Ranidafobia Alejandra Gutiérrez Cruz Estoy solo frente a un estanque, mi madre me empuja. Caigo en él, miles de ranas diminutas me rodean, van aumentando su tamaño conforme se acercan a mí y me devoran lentamente mientras yo me quedo paralizado y veo muchas burbujas prófugas ascender. Me ahogo. Inhala, dos, tres, cuatro, cinco…sostén…Exhala, dos, tres, cuatro, cinco… La ansiedad deja de latir en mis sienes, el sudor se seca dejando mi cara pegajosa y fría. Veo el reloj, son las 3:00 a.m. Me levanto por quinta vez para revisar las esquinas del cuarto. Me dieron una habitación con vista a un estanque, no pude elegir otra. Intento dormir otra vez cuando un ruido familiar y temido me mantiene en alerta: el croar de una o varias ranas. Tapo mis oídos con la almohada y me hago bola como cochinilla en espera de ser atacada. Inhala…Sostén…Exhala. No duermo, dejo pasar el tiempo. A las 7:00 a.m. reviso cada esquina del cuarto. Detengo mi respiración para detectar cualquier sonido: el silencio absoluto me tranquiliza. En el desayunador como un pan con mermelada de fresa y tomo café, desde donde estoy puedo ver a dos niños que se acercan al estanque intentando encontrar algún animal. Me altera pensar que pueden llegar a caerse. Esa situación es demasiado estresante para mí. Estar en ese hotel me altera. Pregunto en la recepción por una compañía que rente autos. Hablo y hago algunos arreglos. El coche que rento me ayuda a alejarme. Es la primera vez que hago negocios en Budapest, no conozco el lugar pero no me importa perderme.
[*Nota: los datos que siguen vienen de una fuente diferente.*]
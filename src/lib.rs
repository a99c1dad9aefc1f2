#![no_std]

multiversx_sc::imports!();

pub mod buy_proposal;
pub mod coordinates_voting_proxy;
pub mod errors;
pub mod extend_proposal;
pub mod geometry;
pub mod owners;
pub mod territory;
pub mod types;

use errors::ERR_INVALID_COORDINATES;
use types::Terrain;

// ============================================================
// Contract
// ============================================================

/// Land allocation governed by existing landholders. Buy proposals
/// claim a parcel inside the map, extend proposals move the map bound.
/// Both are settled by one vote from any owner except the creator,
/// and every approved buyer joins the electorate.
#[multiversx_sc::contract]
pub trait CoordinatesVoting:
    owners::OwnersModule
    + territory::TerritoryModule
    + buy_proposal::BuyProposalModule
    + extend_proposal::ExtendProposalModule
{
    // ========================================================
    // Init / Upgrade
    // ========================================================

    /// Sets the initial map bound; the deployer becomes the genesis owner.
    #[init]
    fn init(&self, x1: u64, x2: u64, y1: u64, y2: u64) {
        let map = Terrain::new(x1, x2, y1, y2);
        require!(map.is_well_formed(), ERR_INVALID_COORDINATES);
        self.map_bound().set(map);

        let caller = self.blockchain().get_caller();
        self.enroll_owner(&caller);
    }

    #[upgrade]
    fn upgrade(&self) {}
}
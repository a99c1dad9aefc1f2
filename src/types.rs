multiversx_sc::imports!();
multiversx_sc::derive_imports!();

// ============================================================
// Terrain — axis-aligned rectangle (x1,y1)-(x2,y2)
// ============================================================

/// Used for the map bound, for a parcel's extent and for a
/// proposed map extension. Well formed when `x1 < x2` and `y1 < y2`.
#[type_abi]
#[derive(TopEncode, TopDecode, NestedEncode, NestedDecode, Clone, Copy, PartialEq, Eq, Debug)]
pub struct Terrain {
    pub x1: u64,
    pub x2: u64,
    pub y1: u64,
    pub y2: u64,
}

impl Terrain {
    pub const fn new(x1: u64, x2: u64, y1: u64, y2: u64) -> Self {
        Terrain { x1, x2, y1, y2 }
    }
}

// ============================================================
// Parcel — a sold, owned terrain
// ============================================================

#[type_abi]
#[derive(TopEncode, TopDecode, NestedEncode, NestedDecode, Clone, Debug)]
pub struct Parcel<M: ManagedTypeApi> {
    pub terrain: Terrain,
    pub owner: ManagedAddress<M>,
    pub sold: bool,
}

// ============================================================
// Proposal Status — lifecycle states
// ============================================================

#[type_abi]
#[derive(TopEncode, TopDecode, NestedEncode, NestedDecode, Clone, Copy, PartialEq, Eq, Debug)]
pub enum ProposalStatus {
    /// Waiting for its single approving vote.
    Created,
    /// Approved by an elector. Terminal state.
    Resolved,
}

// ============================================================
// Proposals
// ============================================================

/// Request to buy one allotment-sized parcel inside the map.
/// Voters live in their own storage set, keyed by name.
#[type_abi]
#[derive(TopEncode, TopDecode, NestedEncode, NestedDecode, Clone, Debug)]
pub struct BuyProposal<M: ManagedTypeApi> {
    pub name: ManagedBuffer<M>,
    pub creator: ManagedAddress<M>,
    pub terrain: Terrain,
    pub vote_count: u64,
    pub status: ProposalStatus,
    /// Block timestamp at creation
    pub created_at: u64,
}

/// Request to replace the map bound with a new rectangle.
#[type_abi]
#[derive(TopEncode, TopDecode, NestedEncode, NestedDecode, Clone, Debug)]
pub struct ExtendProposal<M: ManagedTypeApi> {
    pub name: ManagedBuffer<M>,
    pub creator: ManagedAddress<M>,
    pub terrain: Terrain,
    pub vote_count: u64,
    pub status: ProposalStatus,
    pub created_at: u64,
}

impl<M: ManagedTypeApi> BuyProposal<M> {
    pub fn is_resolved(&self) -> bool {
        self.status == ProposalStatus::Resolved
    }
}

impl<M: ManagedTypeApi> ExtendProposal<M> {
    pub fn is_resolved(&self) -> bool {
        self.status == ProposalStatus::Resolved
    }
}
Decido manejar hacia una ciudad llamada Rákóczifalva, creo que cualquier lugar es bueno fuera de ese sitio lleno de ranas. Manejar en carretera me relaja y aunque el cielo está nublado no me causa conflicto, alejarme del estanque del hotel me hace bien.

Llegando a Rákóczifalva comienza a llover. Después de unos cinco minutos la lluvia se intensifica y algo golpea el techo del auto. Sigo manejando. Escucho más ruidos, como si fueran piedritas que se estrellan con fuerza contra el techo. Resbalan por el parabrisas, se mueven, ¡son ranas!, cientos de ellas cayendo junto con el granizo, sustituyendo a la lluvia. Acelero y activo el limpiaparabrisas que aparta a las repugnantes criaturas con un solo movimiento. Una de las ranas se queda atorada, me impacta verla tan de cerca que sin pensarlo freno y abro la puerta del auto. No fijo mi atención en las ranas que saltan por todos los charcos vecinos, ni me percato de que las ranas dejaron de caer del cielo desde hace tiempo. Apago el auto, me bajo a mitad de la calle. Necesito aire, miro hacia arriba y concentro mi atención en un poste de luz. Inhala, dos, tres, cuatro, cinco…sostén…no puedo concentrarme. Otra vez: inhala, dos, tres, cuatro, cinco. La rana intenta zafarse del parabrisas mientras yo sigo sin concentrarme en mi intento de relajación y arrepintiéndome por no haberme quedado en el hotel. Hubiera preferido estar sentado todo el día en la cama de mi cuarto, viendo desde ahí aquel estanque que es tan parecido al que mi madre me empujó accidentalmente cuando era niño.